There are several steps between how we got from there to the Yahoo order that we don’t have full visibility on (which is why PCLOB should have insisted on having that discussion publicly). There’s nothing in the public record that shows John Bates knew NSA was searching on non-email or Internet messaging strings by the time he wrote his 2011 opinion deeming any collection of a communication with a given selector in it to be intentional collection. But he — or FISC institutionally — would have learned that fact within the next year, when NSA and FBI tried to obtain a cyber certificate. (That may be what the 2012 upstream violation pertained to; see this post and this post for some of what Congress may have learned in 2012.) Nor is there anything in the 2012 Congressional debate that shows Congress was told about that fact.

One thing is clear from NSA’s internal cyber certificate discussions: by 2011, NSA was already relying on this broader sense of “facility” to refer to a signature of any kind that could be associated with a targeted user.

The point, however, is that sometime in the wake of the 2011 John Bates opinion on upstream, FISC must have learned more about how NSA was really using the term. It’s not clear how much of Congress has been told.

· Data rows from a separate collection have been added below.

//! Multiplication of a mantissa by a two-word table entry, keeping the bits above `j`.
//!
//! Both the parser and the shortest formatter scale a mantissa by a power of five this way: the
//! full product has up to three words, of which only the top ones matter.

use crate::conv::common::Multiplier;

/// Calculates `(m * (mult.hi * 2^32 + mult.lo)) >> j` from two 32×32 partial products, without
/// overflow. Requires `32 ≤ j < 96`.
#[inline]
pub const fn mul_shift_32(m: u32, mult: &Multiplier<u32>, j: i32) -> u64 {
    debug_assert!(j >= 32 && j < 96);
    let lo = m as u64 * mult.lo as u64;
    let hi = m as u64 * mult.hi as u64;
    ((lo >> 32) + hi) >> (j - 32)
}

/// Calculates `(m * (mult.hi * 2^64 + mult.lo)) >> j` from two 64×64 partial products, without
/// overflow. Requires `64 ≤ j < 192`.
#[inline]
pub const fn mul_shift_64(m: u64, mult: &Multiplier<u64>, j: i32) -> u128 {
    debug_assert!(j >= 64 && j < 192);
    let lo = m as u128 * mult.lo as u128;
    let hi = m as u128 * mult.hi as u128;
    ((lo >> 64) + hi) >> (j - 64)
}

#[cfg(test)]
mod tests {
    use super::*;
    use proptest::prelude::*;

    #[test]
    fn exact_when_low_word_vanishes() {
        let mult = Multiplier { hi: 5u32, lo: 0 };
        assert_eq!(mul_shift_32(3, &mult, 32), 15);
        assert_eq!(mul_shift_32(u32::MAX, &mult, 32), u32::MAX as u64 * 5);

        let mult = Multiplier { hi: 1u64 << 63, lo: 0 };
        assert_eq!(mul_shift_64(u64::MAX, &mult, 127), u64::MAX as u128);
    }

    proptest! {
        #![proptest_config(ProptestConfig::with_cases(100_000))]

        #[test]
        fn matches_full_product_32(m in any::<u32>(), hi in any::<u32>(), lo in any::<u32>(), j in 32 .. 96) {
            let full = m as u128 * ((hi as u128) << 32 | lo as u128);
            assert_eq!(mul_shift_32(m, &Multiplier { hi, lo }, j) as u128, full >> j);
        }

        #[test]
        fn matches_split_product_64(m in any::<u64>(), hi in any::<u64>(), lo in any::<u64>(), j in 64 .. 128) {
            // Reference: three-word schoolbook product, top bits only.
            let p_lo = m as u128 * lo as u128;
            let p_hi = m as u128 * hi as u128;
            let mid = (p_lo >> 64) + (p_hi & u64::MAX as u128);
            let top = (p_hi >> 64) + (mid >> 64);
            let wide = (top << 64) | (mid & u64::MAX as u128);
            assert_eq!(mul_shift_64(m, &Multiplier { hi, lo }, j), wide >> (j - 64));
        }
    }
}
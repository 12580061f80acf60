pub mod browser;
pub mod common;
pub mod icon;
pub mod pages;

pub use icon::{Icon, icons};
pub use pages::{DashboardPage, LoginActivity, NotFoundPage};
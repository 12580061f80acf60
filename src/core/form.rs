//! Login form controller
//!
//! Holds the field values and touched flags. Errors are never stored; they
//! are derived from the current values on every query, and only surfaced for
//! fields the user has already touched.

use std::collections::BTreeSet;

use super::validation::{LoginField, ValidationError, validate_required};

/// Values collected by the login form
#[derive(Debug, Clone, Default, PartialEq, Eq)]
pub struct LoginValues {
    pub username: String,
    pub password: String,
}

impl LoginValues {
    pub fn get(&self, field: LoginField) -> &str {
        match field {
            LoginField::Username => &self.username,
            LoginField::Password => &self.password,
        }
    }

    fn get_mut(&mut self, field: LoginField) -> &mut String {
        match field {
            LoginField::Username => &mut self.username,
            LoginField::Password => &mut self.password,
        }
    }
}

/// Form state for the login screen
#[derive(Debug, Clone, Default, PartialEq)]
pub struct LoginForm {
    values: LoginValues,
    touched: BTreeSet<LoginField>,
    submit_count: u32,
}

impl LoginForm {
    pub fn new() -> Self {
        Self::default()
    }

    pub fn value(&self, field: LoginField) -> &str {
        self.values.get(field)
    }

    pub fn values(&self) -> &LoginValues {
        &self.values
    }

    /// Change handler: replace the field value
    pub fn set_value(&mut self, field: LoginField, value: impl Into<String>) {
        *self.values.get_mut(field) = value.into();
    }

    /// Blur handler: mark the field as touched
    pub fn blur(&mut self, field: LoginField) {
        self.touched.insert(field);
    }

    pub fn is_touched(&self, field: LoginField) -> bool {
        self.touched.contains(&field)
    }

    pub fn submit_count(&self) -> u32 {
        self.submit_count
    }

    /// Validation errors for every field, touched or not
    pub fn errors(&self) -> Vec<ValidationError> {
        LoginField::ALL
            .into_iter()
            .filter_map(|field| self.field_error(field))
            .collect()
    }

    fn field_error(&self, field: LoginField) -> Option<ValidationError> {
        validate_required(field, self.value(field)).err()
    }

    /// Whether the field should render in its error state.
    ///
    /// True only when the field is touched *and* currently fails validation.
    pub fn is_invalid(&self, field: LoginField) -> bool {
        self.is_touched(field) && self.field_error(field).is_some()
    }

    /// Inline error text for a field; empty until the field is touched
    pub fn error_text(&self, field: LoginField) -> &'static str {
        if !self.is_touched(field) {
            return "";
        }
        self.field_error(field)
            .map(|err| err.message())
            .unwrap_or_default()
    }

    /// Submit handler.
    ///
    /// Touches every field so all failures become visible, then validates.
    /// Returns a copy of the values when every field passes.
    pub fn submit(&mut self) -> Result<LoginValues, Vec<ValidationError>> {
        self.submit_count += 1;
        self.touched.extend(LoginField::ALL);

        let errors = self.errors();
        if errors.is_empty() {
            Ok(self.values.clone())
        } else {
            Err(errors)
        }
    }
}

#[cfg(test)]
mod tests {
    use super::*;

    #[test]
    fn test_new_form_is_empty_and_untouched() {
        let form = LoginForm::new();
        assert_eq!(form.values(), &LoginValues::default());
        assert!(!form.is_touched(LoginField::Username));
        assert!(!form.is_touched(LoginField::Password));
        assert_eq!(form.submit_count(), 0);
    }

    #[test]
    fn test_set_value_updates_only_that_field() {
        let mut form = LoginForm::new();
        form.set_value(LoginField::Username, "cuddy");
        assert_eq!(form.value(LoginField::Username), "cuddy");
        assert_eq!(form.value(LoginField::Password), "");
    }

    #[test]
    fn test_errors_are_derived_from_values() {
        let mut form = LoginForm::new();
        assert_eq!(form.errors().len(), 2);

        form.set_value(LoginField::Password, "secret");
        let errors = form.errors();
        assert_eq!(errors.len(), 1);
        assert_eq!(errors[0].field(), LoginField::Username);
    }

    #[test]
    fn test_untouched_field_has_no_error_text() {
        let form = LoginForm::new();
        assert_eq!(form.error_text(LoginField::Username), "");
        assert_eq!(form.error_text(LoginField::Password), "");
        assert!(!form.is_invalid(LoginField::Username));
    }

    #[test]
    fn test_blur_reveals_error() {
        let mut form = LoginForm::new();
        form.blur(LoginField::Username);

        assert!(form.is_invalid(LoginField::Username));
        assert_eq!(
            form.error_text(LoginField::Username),
            "Enter a valid user name"
        );
        assert!(!form.is_invalid(LoginField::Password));
        assert_eq!(form.error_text(LoginField::Password), "");
    }

    #[test]
    fn test_error_clears_once_filled() {
        let mut form = LoginForm::new();
        form.blur(LoginField::Password);
        assert!(form.is_invalid(LoginField::Password));

        form.set_value(LoginField::Password, "x");
        assert!(!form.is_invalid(LoginField::Password));
        assert_eq!(form.error_text(LoginField::Password), "");
    }

    #[test]
    fn test_touched_and_valid_has_no_error() {
        let mut form = LoginForm::new();
        form.set_value(LoginField::Username, "wilson");
        form.blur(LoginField::Username);
        assert!(form.is_touched(LoginField::Username));
        assert!(!form.is_invalid(LoginField::Username));
    }

    #[test]
    fn test_submit_touches_all_fields() {
        let mut form = LoginForm::new();
        let errors = form.submit().unwrap_err();

        assert_eq!(errors.len(), 2);
        assert!(form.is_touched(LoginField::Username));
        assert!(form.is_touched(LoginField::Password));
        assert_eq!(form.submit_count(), 1);
    }

    #[test]
    fn test_submit_returns_values_when_valid() {
        let mut form = LoginForm::new();
        form.set_value(LoginField::Username, "house");
        form.set_value(LoginField::Password, "vicodin");

        let values = form.submit().unwrap();
        assert_eq!(values.username, "house");
        assert_eq!(values.password, "vicodin");
    }

    #[test]
    fn test_submit_count_increments_on_every_attempt() {
        let mut form = LoginForm::new();
        let _ = form.submit();
        form.set_value(LoginField::Username, "a");
        form.set_value(LoginField::Password, "b");
        let _ = form.submit();
        assert_eq!(form.submit_count(), 2);
    }
}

The leap from that — scanning on telephone switches for a given target’s known “facility” — to the Yahoo scan is not that far. In his 2010 opinion reauthorizing the Internet dragnet, Bates watered down the distinction between content and metadata by stripping protection for content-as-metadata that is also used for routing purposes. There may be some legal language authorizing the progression from packets to actual emails (though there’s nothing that is unredacted in any Bates opinion that leads me to believe he fully understood the distinction). In any case, FISCR has already been blowing up the distinction between content and metadata, so it’s not clear that the Yahoo request was that far out of the norm for what FISC has approved.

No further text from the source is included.